Because this care and concern is critical to the survival of the human species and providing it takes so long, it’s become a social contract that many of us follow unconsciously. There’s a reciprocity to it. If I take care of you, you’ll take care of me. This is the Golden Rule that appears in one form or another in civilizations past and present all over the globe. Whoever helped the person with the broken leg in Margaret Mead’s story may have later needed help to survive.

This social contract of care and concern ends up codified in religious texts, like the Ten Commandments, or in legal documents, like the U.S. Constitution. These written contracts of care and concern are meant not only to help people survive, but, ideally, to thrive. That’s what the whole “life, liberty, and the pursuit of happiness” in the U.S. Declaration of Independence is about … creating a social contract that helps people to live their most fulfilled lives.

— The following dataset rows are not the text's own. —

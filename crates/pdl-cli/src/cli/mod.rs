//! CLI for the PDL asset downloader.

mod commands;
mod control_socket;

use anyhow::Result;
use chrono::{DateTime, NaiveDate, Utc};
use clap::{Parser, Subcommand};
use pdl_core::config;
use pdl_core::control::ControlCommand;
use pdl_core::store::AssetStore;
use std::path::PathBuf;

use commands::{run_control, run_downloads, run_reset_failed, run_status, RunArgs};

/// Top-level CLI for PDL.
#[derive(Debug, Parser)]
#[command(name = "pdl")]
#[command(about = "PDL: download every version of every asset in a library to local storage", long_about = None)]
pub struct Cli {
    #[command(subcommand)]
    pub command: CliCommand,
}

#[derive(Debug, Subcommand)]
pub enum CliCommand {
    /// Download all pending assets of a library.
    Run {
        /// Library directory containing catalog.json (default: `library_dir` from config).
        #[arg(long, value_name = "DIR")]
        library: Option<PathBuf>,
        /// Destination directory (default: `download_dir` from config, else the current directory).
        #[arg(long, value_name = "DIR")]
        dest: Option<PathBuf>,
        /// Only assets created on or after this date (YYYY-MM-DD or RFC 3339).
        #[arg(long, value_name = "DATE", value_parser = parse_since)]
        since: Option<DateTime<Utc>>,
        /// Download up to N assets concurrently (default: `max_concurrent_jobs` from config).
        #[arg(long, value_name = "N")]
        jobs: Option<usize>,
    },

    /// Show assets that are not fully downloaded yet.
    Status {
        /// Include completed assets.
        #[arg(long)]
        all: bool,
    },

    /// Stop starting new downloads in the running `pdl run`.
    Suspend,

    /// Let a suspended `pdl run` start downloads again.
    Resume,

    /// Cancel the running `pdl run`.
    Cancel,

    /// Clear the failed flag on all assets so the next run retries them.
    ResetFailed,
}

/// Parse `--since`: a plain date means midnight UTC.
pub(crate) fn parse_since(s: &str) -> Result<DateTime<Utc>, String> {
    if let Ok(dt) = DateTime::parse_from_rfc3339(s) {
        return Ok(dt.with_timezone(&Utc));
    }
    let date = NaiveDate::parse_from_str(s, "%Y-%m-%d")
        .map_err(|_| format!("invalid date `{s}` (expected YYYY-MM-DD or RFC 3339)"))?;
    date.and_hms_opt(0, 0, 0)
        .map(|naive| naive.and_utc())
        .ok_or_else(|| format!("invalid date `{s}`"))
}

impl CliCommand {
    pub async fn run_from_args() -> Result<()> {
        let cli = Cli::parse();
        let cfg = config::load_or_init()?;
        tracing::debug!("loaded config: {:?}", cfg);

        match cli.command {
            CliCommand::Run {
                library,
                dest,
                since,
                jobs,
            } => {
                let library_dir = match library.or_else(|| cfg.library_dir.clone()) {
                    Some(dir) => dir,
                    None => anyhow::bail!(
                        "no library given: pass --library or set library_dir in {}",
                        config::config_path()?.display()
                    ),
                };
                let dest_dir = match dest.or_else(|| cfg.download_dir.clone()) {
                    Some(dir) => dir,
                    None => std::env::current_dir()?,
                };
                let store = AssetStore::open_default().await?;
                let args = RunArgs {
                    library_dir,
                    dest_dir,
                    since,
                    jobs: jobs.unwrap_or(cfg.max_concurrent_jobs),
                };
                run_downloads(&store, &cfg, &args).await?;
            }
            CliCommand::Status { all } => {
                let store = AssetStore::open_default().await?;
                run_status(&store, all).await?;
            }
            CliCommand::Suspend => run_control(ControlCommand::Suspend).await?,
            CliCommand::Resume => run_control(ControlCommand::Resume).await?,
            CliCommand::Cancel => run_control(ControlCommand::Cancel).await?,
            CliCommand::ResetFailed => {
                let store = AssetStore::open_default().await?;
                run_reset_failed(&store).await?;
            }
        }

        Ok(())
    }
}

#[cfg(test)]
mod tests;
//! CLI parse tests.

use super::{Cli, CliCommand};
use clap::Parser;

pub(super) fn parse(args: &[&str]) -> CliCommand {
    let cli = Cli::try_parse_from(args).unwrap();
    cli.command
}
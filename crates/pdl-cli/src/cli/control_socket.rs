//! Control socket: server (during `pdl run`) and client (for `pdl suspend|resume|cancel`).
//! Protocol: one command per line, see `pdl_core::control::ControlCommand`.

use anyhow::Result;
use pdl_core::control::ControlCommand;
use pdl_core::runner::RunControl;
use std::path::Path;
use tokio::io::{AsyncBufReadExt, AsyncWriteExt, BufReader};
use tokio::net::{UnixListener, UnixStream};

/// Binds `path` and spawns a task that applies each received command to `control`.
/// A stale socket file is replaced. Malformed lines are ignored.
pub fn spawn_control_listener(
    control: RunControl,
    path: impl AsRef<Path>,
) -> Result<tokio::task::JoinHandle<()>> {
    let path = path.as_ref().to_path_buf();
    if let Some(parent) = path.parent() {
        std::fs::create_dir_all(parent)?;
    }
    let _ = std::fs::remove_file(&path);
    let listener = UnixListener::bind(&path)?;

    let handle = tokio::spawn(async move {
        loop {
            match listener.accept().await {
                Ok((stream, _)) => {
                    let control = control.clone();
                    tokio::spawn(async move {
                        let mut lines = BufReader::new(stream).lines();
                        while let Ok(Some(line)) = lines.next_line().await {
                            match ControlCommand::parse_line(&line) {
                                Some(cmd) => {
                                    tracing::info!("control socket: {}", cmd);
                                    cmd.apply(&control);
                                }
                                None => tracing::debug!("control socket: ignoring {:?}", line),
                            }
                        }
                    });
                }
                Err(e) => tracing::debug!("control socket accept: {}", e),
            }
        }
    });
    Ok(handle)
}

/// Sends one command line. Returns `Ok(false)` if no run is listening.
pub async fn send_command(socket_path: &Path, cmd: ControlCommand) -> Result<bool> {
    if !socket_path.exists() {
        return Ok(false);
    }
    let mut stream = match UnixStream::connect(socket_path).await {
        Ok(s) => s,
        Err(e) if e.kind() == std::io::ErrorKind::ConnectionRefused => return Ok(false),
        Err(e) => return Err(e.into()),
    };
    stream.write_all(format!("{}\n", cmd).as_bytes()).await?;
    stream.flush().await?;
    Ok(true)
}
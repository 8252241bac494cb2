//! Shared helpers for pdl-core integration tests.

#![allow(dead_code)]

use std::path::Path;
use std::sync::atomic::{AtomicUsize, Ordering};
use std::sync::{Arc, Mutex};
use std::time::Duration;

use async_trait::async_trait;
use pdl_core::runner::{Job, RunDelegate, Subtask, SubtaskContext, SubtaskOp, TransferError};

/// Counts callbacks and remembers aggregate values in arrival order.
#[derive(Default)]
pub struct CountingDelegate {
    pub progress: AtomicUsize,
    pub failures: Mutex<Vec<String>>,
    pub aggregates: Mutex<Vec<(usize, usize)>>,
    pub finished: AtomicUsize,
    /// Aggregate count seen when `on_run_finished` fired.
    pub finished_after: Mutex<Option<(usize, usize)>>,
}

impl RunDelegate for CountingDelegate {
    fn on_progress(&self, _job: &Job, _subtask: &Subtask, _progress: f64, _error: Option<&TransferError>) {
        self.progress.fetch_add(1, Ordering::SeqCst);
    }

    fn on_job_failed(&self, job: &Job, _error: &TransferError) {
        self.failures.lock().unwrap().push(job.asset_id().to_string());
    }

    fn on_aggregate_progress(&self, completed: usize, total: usize) {
        self.aggregates.lock().unwrap().push((completed, total));
    }

    fn on_run_finished(&self) {
        self.finished.fetch_add(1, Ordering::SeqCst);
        *self.finished_after.lock().unwrap() = self.aggregates.lock().unwrap().last().copied();
    }
}

/// Blocks until released through the shared semaphore; tracks concurrency.
pub struct GatedOp {
    pub gate: Arc<tokio::sync::Semaphore>,
    pub active: Arc<AtomicUsize>,
    pub peak: Arc<AtomicUsize>,
    pub started: Arc<AtomicUsize>,
}

impl GatedOp {
    pub fn new(gate: Arc<tokio::sync::Semaphore>) -> Self {
        Self {
            gate,
            active: Arc::new(AtomicUsize::new(0)),
            peak: Arc::new(AtomicUsize::new(0)),
            started: Arc::new(AtomicUsize::new(0)),
        }
    }
}

#[async_trait]
impl SubtaskOp for GatedOp {
    async fn run(&self, ctx: SubtaskContext) -> Result<(), TransferError> {
        self.started.fetch_add(1, Ordering::SeqCst);
        let now = self.active.fetch_add(1, Ordering::SeqCst) + 1;
        self.peak.fetch_max(now, Ordering::SeqCst);
        let permit = self.gate.acquire().await;
        self.active.fetch_sub(1, Ordering::SeqCst);
        match permit {
            Ok(p) => p.forget(),
            Err(e) => return Err(TransferError::Failed(e.to_string())),
        }
        ctx.report(1.0, None);
        Ok(())
    }
}

/// Sleeps for a fixed time while tracking concurrency.
pub struct SleepOp {
    pub delay: Duration,
    pub active: Arc<AtomicUsize>,
    pub peak: Arc<AtomicUsize>,
}

#[async_trait]
impl SubtaskOp for SleepOp {
    async fn run(&self, ctx: SubtaskContext) -> Result<(), TransferError> {
        let now = self.active.fetch_add(1, Ordering::SeqCst) + 1;
        self.peak.fetch_max(now, Ordering::SeqCst);
        ctx.report(0.5, None);
        tokio::time::sleep(self.delay).await;
        self.active.fetch_sub(1, Ordering::SeqCst);
        ctx.report(1.0, None);
        Ok(())
    }
}

pub async fn wait_until(mut cond: impl FnMut() -> bool) {
    for _ in 0..1000 {
        if cond() {
            return;
        }
        tokio::time::sleep(Duration::from_millis(5)).await;
    }
    panic!("condition not reached in time");
}

/// Write `catalog.json` plus the listed files into `root`.
pub fn write_library(root: &Path, catalog_json: &str, files: &[(&str, &[u8])]) {
    std::fs::create_dir_all(root).unwrap();
    std::fs::write(root.join("catalog.json"), catalog_json).unwrap();
    for (name, body) in files {
        let path = root.join(name);
        if let Some(parent) = path.parent() {
            std::fs::create_dir_all(parent).unwrap();
        }
        std::fs::write(path, body).unwrap();
    }
}
//! `pdl reset-failed` – clear failure flags so the next run retries those assets.

use anyhow::Result;
use pdl_core::store::AssetStore;

pub async fn run_reset_failed(store: &AssetStore) -> Result<()> {
    let n = store.reset_failed().await?;
    println!("Reset {n} failed asset(s).");
    Ok(())
}
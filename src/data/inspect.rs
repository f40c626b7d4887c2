use std::path::Path;

use anyhow::{Context, Result};
use parquet::arrow::arrow_reader::ParquetRecordBatchReaderBuilder;
use serde_json::Value as JsonValue;

// ---------------------------------------------------------------------------
// Public entry-point
// ---------------------------------------------------------------------------

/// Container formats whose internal keys can be listed.
#[derive(Debug, Clone, Copy, PartialEq, Eq)]
pub enum KeyedFormat {
    Json,
    Csv,
    Parquet,
}

impl KeyedFormat {
    /// Detect the format from the file extension.
    ///
    /// * `.json`, `.tpd`  – keys of the top-level object
    /// * `.csv`           – header columns
    /// * `.parquet`, `.pq` – top-level schema fields
    pub fn from_path(path: &Path) -> Option<Self> {
        let ext = path
            .extension()
            .and_then(|e| e.to_str())
            .unwrap_or("")
            .to_ascii_lowercase();

        match ext.as_str() {
            "json" | "tpd" => Some(KeyedFormat::Json),
            "csv" => Some(KeyedFormat::Csv),
            "parquet" | "pq" => Some(KeyedFormat::Parquet),
            _ => None,
        }
    }
}

/// List the top-level internal keys of `path`, in file order.
pub fn list_keys(path: &Path, format: KeyedFormat) -> Result<Vec<String>> {
    match format {
        KeyedFormat::Json => json_keys(path),
        KeyedFormat::Csv => csv_keys(path),
        KeyedFormat::Parquet => parquet_keys(path),
    }
}

// ---------------------------------------------------------------------------
// Per-format readers
// ---------------------------------------------------------------------------

fn json_keys(path: &Path) -> Result<Vec<String>> {
    let text = std::fs::read_to_string(path).context("reading JSON file")?;
    let root: JsonValue = serde_json::from_str(&text).context("parsing JSON")?;

    let obj = root
        .as_object()
        .context("Expected top-level JSON object")?;

    Ok(obj.keys().cloned().collect())
}

fn csv_keys(path: &Path) -> Result<Vec<String>> {
    let mut reader = csv::Reader::from_path(path).context("opening CSV")?;
    let headers = reader.headers().context("reading CSV headers")?;

    Ok(headers
        .iter()
        .filter(|h| !h.is_empty())
        .map(|h| h.to_string())
        .collect())
}

/// Only the footer metadata is read, never the row groups.
fn parquet_keys(path: &Path) -> Result<Vec<String>> {
    let file = std::fs::File::open(path).context("opening parquet file")?;
    let builder =
        ParquetRecordBatchReaderBuilder::try_new(file).context("reading parquet metadata")?;

    Ok(builder
        .schema()
        .fields()
        .iter()
        .map(|f| f.name().clone())
        .collect())
}
//! Interactive filling of a reference store.
//!
//! Slots are asked for phase by phase: raw, gt and pred once each, then
//! features until an empty answer. Empty input skips a slot.

use std::path::PathBuf;

use anyhow::{bail, Context, Result};

use crate::data::model::{ListSlot, Phase, Reference, ScalarSlot, Slot};
use crate::error::StoreError;
use crate::store::ReferenceStore;

/// Line-oriented user interaction.
pub trait Prompter {
    /// Ask a question and return the trimmed answer; empty means no answer.
    fn ask(&mut self, message: &str) -> Result<String>;

    /// Show a message that needs no answer.
    fn say(&mut self, message: &str);
}

/// [`Prompter`] on the controlling terminal.
#[derive(Debug, Default)]
pub struct TerminalPrompter;

impl Prompter for TerminalPrompter {
    fn ask(&mut self, message: &str) -> Result<String> {
        let answer = inquire::Text::new(message)
            .prompt()
            .context("Failed to read user input")?;
        Ok(answer.trim().to_string())
    }

    fn say(&mut self, message: &str) {
        println!("{message}");
    }
}

/// What a session stored.
#[derive(Debug, Default, Clone, PartialEq, Eq)]
pub struct Summary {
    pub scalars: usize,
    pub features: usize,
}

/// Ask for the store file until a usable path is entered.
pub fn ask_store_path(prompter: &mut dyn Prompter) -> Result<PathBuf> {
    loop {
        let answer = prompter.ask("Name of the tpd file:")?;
        if answer.is_empty() {
            continue;
        }
        let path = PathBuf::from(answer);
        if path.is_dir() {
            prompter.say(&format!("Is a directory: {}", path.display()));
            continue;
        }
        return Ok(path);
    }
}

/// Walk every slot of the vocabulary and record what the user enters.
pub fn run_session(store: &ReferenceStore, prompter: &mut dyn Prompter) -> Result<Summary> {
    let mut summary = Summary::default();

    for phase in Phase::ALL {
        for slot in ScalarSlot::ALL.into_iter().filter(|s| s.phase() == phase) {
            if provision_slot(store, prompter, Slot::Scalar(slot))?.is_some() {
                summary.scalars += 1;
            }
        }

        for slot in ListSlot::ALL.into_iter().filter(|s| s.phase() == phase) {
            while provision_slot(store, prompter, Slot::List(slot))?.is_some() {
                summary.features += 1;
            }
        }
    }

    log::info!(
        "provisioned {}: {} scalar slots, {} features",
        store.path().display(),
        summary.scalars,
        summary.features
    );
    Ok(summary)
}

/// One slot: ask for a path until it can be recorded or the user skips.
///
/// Problems with the entered file are shown and the path is asked again;
/// only failures of the store file itself end the session.
fn provision_slot(
    store: &ReferenceStore,
    prompter: &mut dyn Prompter,
    slot: Slot,
) -> Result<Option<Reference>> {
    loop {
        let answer = prompter.ask(&format!("{slot} path (empty to skip):"))?;
        if answer.is_empty() {
            return Ok(None);
        }
        let path = PathBuf::from(answer);

        let key = match store.record(slot, &path, None) {
            Ok(reference) => return Ok(Some(reference)),
            Err(StoreError::AmbiguousKey { candidates, .. }) => {
                choose_key(prompter, slot, &candidates)?
            }
            Err(
                e @ (StoreError::EmptyFile(_)
                | StoreError::UnsupportedFormat(_)
                | StoreError::Inspect { .. }),
            ) => {
                prompter.say(&e.to_string());
                match enter_key(prompter, slot)? {
                    Some(key) => key,
                    None => continue,
                }
            }
            Err(e) => {
                reject(prompter, slot, e)?;
                continue;
            }
        };

        match store.record(slot, &path, Some(&key)) {
            Ok(reference) => return Ok(Some(reference)),
            Err(e) => reject(prompter, slot, e)?,
        }
    }
}

/// Show a recoverable error, or end the session on a store failure.
fn reject(prompter: &mut dyn Prompter, slot: Slot, err: StoreError) -> Result<()> {
    if err.is_store_failure() {
        return Err(anyhow::Error::new(err).context(format!("recording {slot}")));
    }
    prompter.say(&err.to_string());
    Ok(())
}

fn choose_key(prompter: &mut dyn Prompter, slot: Slot, candidates: &[String]) -> Result<String> {
    if candidates.is_empty() {
        bail!("no candidate keys for {slot}");
    }
    loop {
        prompter.say(&format!("Choose one of the keys: {}", candidates.join(", ")));
        let answer = prompter.ask(&format!("{slot} key:"))?;
        if candidates.iter().any(|c| *c == answer) {
            return Ok(answer);
        }
    }
}

/// `None` when the user gives up on this file.
fn enter_key(prompter: &mut dyn Prompter, slot: Slot) -> Result<Option<String>> {
    let answer = prompter.ask(&format!("{slot} key (empty to pick another file):"))?;
    Ok((!answer.is_empty()).then_some(answer))
}

#[cfg(test)]
mod tests {
    use std::collections::VecDeque;

    use tempfile::TempDir;

    use super::*;

    /// Answers from a fixed script, recording everything shown.
    #[derive(Default)]
    struct ScriptedPrompter {
        answers: VecDeque<String>,
        questions: Vec<String>,
        said: Vec<String>,
    }

    impl ScriptedPrompter {
        fn new(answers: &[&str]) -> Self {
            Self {
                answers: answers.iter().map(|a| a.to_string()).collect(),
                ..Default::default()
            }
        }
    }

    impl Prompter for ScriptedPrompter {
        fn ask(&mut self, message: &str) -> Result<String> {
            self.questions.push(message.to_string());
            match self.answers.pop_front() {
                Some(answer) => Ok(answer),
                None => bail!("script exhausted at '{message}'"),
            }
        }

        fn say(&mut self, message: &str) {
            self.said.push(message.to_string());
        }
    }

    fn write(dir: &TempDir, name: &str, content: &str) -> String {
        let path = dir.path().join(name);
        std::fs::write(&path, content).unwrap();
        path.to_string_lossy().into_owned()
    }

    #[test]
    fn skipping_everything_stores_nothing() {
        let dir = TempDir::new().unwrap();
        let store = ReferenceStore::open(dir.path().join("refs.tpd")).unwrap();
        // raw, gt, pred, feature for each phase
        let mut prompter = ScriptedPrompter::new(&[""; 8]);

        let summary = run_session(&store, &mut prompter).unwrap();
        assert_eq!(summary, Summary::default());
        assert!(!store.path().exists());
        assert_eq!(prompter.questions[0], "train.raw path (empty to skip):");
        assert_eq!(prompter.questions[3], "train.feature path (empty to skip):");
        assert_eq!(prompter.questions[4], "predict.raw path (empty to skip):");
    }

    #[test]
    fn full_session_records_every_answer() {
        let dir = TempDir::new().unwrap();
        let raw = write(&dir, "raw.json", r#"{"raw": 1}"#);
        let gt = write(&dir, "gt.csv", "label\n1\n");
        let feats = write(&dir, "feats.json", r#"{"edges": 1, "texture": 2}"#);
        let blob = write(&dir, "volume.h5", "opaque");
        let missing = dir.path().join("missing.json").to_string_lossy().into_owned();
        let store = ReferenceStore::open(dir.path().join("refs.tpd")).unwrap();

        let mut prompter = ScriptedPrompter::new(&[
            // train
            missing.as_str(), raw.as_str(), // raw: re-asked after a bad path
            gt.as_str(),    // gt
            "",             // pred skipped
            feats.as_str(), "nope", "texture", // feature 0: ambiguous, chosen
            feats.as_str(), "edges", // feature 1
            "",             // end of features
            // predict
            blob.as_str(), "volume", // raw: uninspectable, key typed
            "", "", "",
        ]);

        let summary = run_session(&store, &mut prompter).unwrap();
        assert_eq!(summary, Summary { scalars: 3, features: 2 });

        assert_eq!(store.get(ScalarSlot::TrainRaw).unwrap(), Reference::new(&raw, "raw"));
        assert_eq!(store.get(ScalarSlot::TrainGt).unwrap(), Reference::new(&gt, "label"));
        assert!(store.get(ScalarSlot::TrainPred).is_err());
        assert_eq!(
            store.get_at(ListSlot::TrainFeature, 0).unwrap(),
            Reference::new(&feats, "texture")
        );
        assert_eq!(
            store.get_at(ListSlot::TrainFeature, 1).unwrap(),
            Reference::new(&feats, "edges")
        );
        assert_eq!(
            store.get(ScalarSlot::PredictRaw).unwrap(),
            Reference::new(&blob, "volume")
        );
        assert_eq!(store.list_length(ListSlot::PredictFeature).unwrap(), 0);

        assert!(prompter.said.iter().any(|m| m.starts_with("not a file:")));
        assert!(prompter
            .said
            .iter()
            .any(|m| m == "Choose one of the keys: edges, texture"));
    }

    #[test]
    fn empty_key_answer_asks_for_another_file() {
        let dir = TempDir::new().unwrap();
        let empty = write(&dir, "empty.json", "{}");
        let raw = write(&dir, "raw.json", r#"{"raw": 1}"#);
        let store = ReferenceStore::open(dir.path().join("refs.tpd")).unwrap();

        let mut prompter = ScriptedPrompter::new(&[empty.as_str(), "", raw.as_str()]);
        let stored = provision_slot(&store, &mut prompter, Slot::Scalar(ScalarSlot::TrainRaw))
            .unwrap()
            .unwrap();
        assert_eq!(stored, Reference::new(&raw, "raw"));
    }

    #[test]
    fn failing_paths_are_reasked() {
        let dir = TempDir::new().unwrap();
        let raw = write(&dir, "raw.json", r#"{"raw": 1}"#);
        let missing = dir.path().join("missing.json").to_string_lossy().into_owned();
        let as_dir = dir.path().to_string_lossy().into_owned();
        let store = ReferenceStore::open(dir.path().join("refs.tpd")).unwrap();

        let mut prompter =
            ScriptedPrompter::new(&[missing.as_str(), as_dir.as_str(), raw.as_str()]);
        let stored = provision_slot(&store, &mut prompter, Slot::List(ListSlot::TrainFeature))
            .unwrap()
            .unwrap();

        assert_eq!(stored, Reference::new(&raw, "raw"));
        assert_eq!(prompter.questions.len(), 3);
        assert_eq!(prompter.said.len(), 2);
        assert!(prompter.said.iter().all(|m| m.starts_with("not a file:")));
    }

    #[test]
    fn corrupt_store_file_ends_session() {
        let dir = TempDir::new().unwrap();
        let raw = write(&dir, "raw.json", r#"{"raw": 1}"#);
        let feats = write(&dir, "feats.json", r#"{"edges": 1, "texture": 2}"#);
        let store_path = dir.path().join("refs.tpd");
        let store = ReferenceStore::open(&store_path).unwrap();
        std::fs::write(&store_path, "not a store").unwrap();

        let mut prompter = ScriptedPrompter::new(&[raw.as_str()]);
        let err = run_session(&store, &mut prompter).unwrap_err();
        assert!(matches!(
            err.downcast_ref::<StoreError>(),
            Some(StoreError::InvalidContainer { .. })
        ));
        assert!(err.to_string().contains("train.raw"));
        assert!(prompter.said.is_empty());

        let mut prompter = ScriptedPrompter::new(&[feats.as_str(), "edges"]);
        let err = provision_slot(&store, &mut prompter, Slot::List(ListSlot::TrainFeature))
            .unwrap_err();
        assert!(err.downcast_ref::<StoreError>().is_some());
    }

    #[test]
    fn store_path_skips_directories() {
        let dir = TempDir::new().unwrap();
        let target = dir.path().join("refs.tpd");
        let dir_str = dir.path().to_string_lossy().into_owned();
        let target_str = target.to_string_lossy().into_owned();

        let mut prompter = ScriptedPrompter::new(&["", dir_str.as_str(), target_str.as_str()]);
        assert_eq!(ask_store_path(&mut prompter).unwrap(), target);
        assert_eq!(prompter.said.len(), 1);
    }
}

When leaders or those who control the majority of a country’s resources break this social contract of care and concern, we feel it viscerally. Not only are our opportunities to thrive taken away, our very survival is at stake. We can see this with the current COVID-19 pandemic, where Donald Trump and his supporters have purposely modeled and encouraged activities that lead to the spread of the disease, which has killed almost 230,000 people in the U.S. in 8 months. Trump and his supporters have also been involved in activities too numerous to list that are also meant to break the social contract of care and concern. For those of us who take this contract seriously, this wanton disregard for most of the U.S. population gives rise to tremendous anxiety, fear, and anger. Breaking this contract leads to a lack of trust and our hearts howl at the unfairness.

However, for as much as Trump and his supporters work to dismantle the social contract for their own gain, there are those of us working to maintain and rebuild it. We’re tending to society’s broken bones, wounded hearts, and injured democracy.

Whatever the outcome of next week’s election, we need to hold this social contract of care and concern close, to remind ourselves of its importance to civilization, and to keep fighting for it. It’s a matter of life and death, as Margaret Mead’s story illustrates.

2 thoughts on “A Social Contract of Care and Concern”

  1. That is such an important point- and Margaret Mead’s example is such a good one. Just the other day I saw historian describing a healed broken bone. The fact that it had healed showed that it had had the chance to heal and that someone had been watching over him. Now I’m wondering if that historian had read Mary Mead. I suspect that she might.

  2. I suspect so, as well, Clare. When we hear a good point, we humans like to repeat it!

    Just today I heard a story on the radio about the very rare African crested rat, which coats itself in poison to ward off predators. Because the rats are so rare, scientists kind of thought of them as loners (though I’d have to wonder how they’d breed if they were always alone). They’ve since discovered that they aren’t the loners they thought they were. They put a couple of them in cages next to each other and they started purring. When they put the pair in the same cage, they started grooming each other. (https://www.npr.org/2020/11/27/938878618/for-rats-that-coat-themselves-in-poison-these-rodents-are-surprisingly-cuddly)

    What I find interesting is that human beings seem to have this sense that we are the only ones evolving, the only species that’s getting smarter (pretty debatable with our behavior as of late in regards to the pandemic and installing authoritarian leaders). But other species continue to evolve too, always adapting to better work with their surroundings and each other.